The response must consist of each line in the listing that has the word "Some" in it.

:: DATA SHOWN ::

- - -

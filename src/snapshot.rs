//! Snapshot persistence: reports saved to an external blob store and
//! retrievable by path or absolute URL.
//!
//! The store is passed to the HTTP surface as a trait object so the blob
//! backend can be swapped for Redis/disk variants (or the in-memory store
//! used in tests) without touching the core.

use std::collections::HashMap;
use std::sync::{Arc, Mutex};

use anyhow::{Context, Result};
use async_trait::async_trait;
use rand::RngCore;
use reqwest::Client;

use crate::models::Report;

/// Location of a persisted snapshot.
#[derive(Debug, Clone, PartialEq, Eq)]
pub struct SavedSnapshot {
    /// Relative path inside the blob namespace.
    pub path: String,
    /// Absolute URL where the payload can be fetched.
    pub url: String,
}

/// A place reports can be persisted to and loaded from.
#[async_trait]
pub trait SnapshotStore: Send + Sync {
    /// Persists the report under a fresh random key.
    async fn save(&self, report: &Report) -> Result<SavedSnapshot>;

    /// Loads a snapshot by relative path or absolute URL. `Ok(None)` means
    /// the store answered but has no such snapshot.
    async fn load(&self, path_or_url: &str) -> Result<Option<Report>>;

    /// URLs that [`SnapshotStore::load`] would try for the given reference;
    /// echoed in 404 responses for diagnosis.
    fn candidate_urls(&self, path_or_url: &str) -> Vec<String>;
}

/// Legacy lookup by bare id: tries `<id>.json` then `<id>`, first success
/// wins.
pub async fn load_legacy(store: &dyn SnapshotStore, id: &str) -> Result<Option<Report>> {
    if let Some(report) = store.load(&format!("{id}.json")).await? {
        return Ok(Some(report));
    }
    store.load(id).await
}

fn random_key() -> String {
    let mut bytes = [0_u8; 16];
    rand::thread_rng().fill_bytes(&mut bytes);
    bytes.iter().map(|b| format!("{b:02x}")).collect()
}

/// Blob-service-backed store: bearer-authenticated writes, public reads.
pub struct BlobSnapshotStore {
    client: Arc<Client>,
    token: String,
    api_base: String,
    public_base: String,
}

impl BlobSnapshotStore {
    /// Creates a store writing through `api_base` and reading from
    /// `public_base`.
    pub fn new(client: Arc<Client>, token: String, api_base: String, public_base: String) -> Self {
        Self {
            client,
            token,
            api_base: api_base.trim_end_matches('/').to_string(),
            public_base: public_base.trim_end_matches('/').to_string(),
        }
    }

    fn public_url(&self, path: &str) -> String {
        format!("{}/{}", self.public_base, path.trim_start_matches('/'))
    }
}

#[async_trait]
impl SnapshotStore for BlobSnapshotStore {
    async fn save(&self, report: &Report) -> Result<SavedSnapshot> {
        let path = format!("audits/{}.json", random_key());
        let body = serde_json::to_vec(report).context("serialize snapshot")?;
        let response = self
            .client
            .put(format!("{}/{}", self.api_base, path))
            .bearer_auth(&self.token)
            .header("x-content-type", "application/json")
            .body(body)
            .send()
            .await
            .context("blob store write")?;
        if !response.status().is_success() {
            anyhow::bail!("blob store write returned HTTP {}", response.status());
        }

        // The write response advertises the public URL; fall back to the
        // configured public base when it does not.
        let url = response
            .json::<serde_json::Value>()
            .await
            .ok()
            .and_then(|v| v.get("url").and_then(|u| u.as_str()).map(str::to_string))
            .unwrap_or_else(|| self.public_url(&path));
        Ok(SavedSnapshot { path, url })
    }

    async fn load(&self, path_or_url: &str) -> Result<Option<Report>> {
        let url = self
            .candidate_urls(path_or_url)
            .into_iter()
            .next()
            .context("empty snapshot reference")?;
        let response = self
            .client
            .get(&url)
            .send()
            .await
            .context("blob store read")?;
        if response.status().as_u16() == 404 {
            return Ok(None);
        }
        if !response.status().is_success() {
            anyhow::bail!("blob store read returned HTTP {}", response.status());
        }
        let report = response.json::<Report>().await.context("decode snapshot")?;
        Ok(Some(report))
    }

    fn candidate_urls(&self, path_or_url: &str) -> Vec<String> {
        if path_or_url.starts_with("http://") || path_or_url.starts_with("https://") {
            vec![path_or_url.to_string()]
        } else {
            vec![self.public_url(path_or_url)]
        }
    }
}

/// In-memory store used by tests and by deployments without a blob token.
#[derive(Default)]
pub struct MemorySnapshotStore {
    entries: Mutex<HashMap<String, Report>>,
}

#[async_trait]
impl SnapshotStore for MemorySnapshotStore {
    async fn save(&self, report: &Report) -> Result<SavedSnapshot> {
        let path = format!("audits/{}.json", random_key());
        self.entries
            .lock()
            .expect("snapshot lock poisoned")
            .insert(path.clone(), report.clone());
        let url = format!("memory://{path}");
        Ok(SavedSnapshot { path, url })
    }

    async fn load(&self, path_or_url: &str) -> Result<Option<Report>> {
        let key = path_or_url.trim_start_matches("memory://");
        Ok(self
            .entries
            .lock()
            .expect("snapshot lock poisoned")
            .get(key)
            .cloned())
    }

    fn candidate_urls(&self, path_or_url: &str) -> Vec<String> {
        vec![format!("memory://{}", path_or_url.trim_start_matches("memory://"))]
    }
}

/// Composes the shareable widget URL for a stored snapshot path.
pub fn share_url(share_base: &str, path: &str) -> String {
    let encoded: String = url::form_urlencoded::byte_serialize(path.as_bytes()).collect();
    format!("{share_base}?blob={encoded}")
}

- - -

:: RESPONSE TO THE TASK ::
    if let Some(report) = store.load(&format!("{id}.json")).await? {
        return Ok(Some(report));
        Ok(Some(report))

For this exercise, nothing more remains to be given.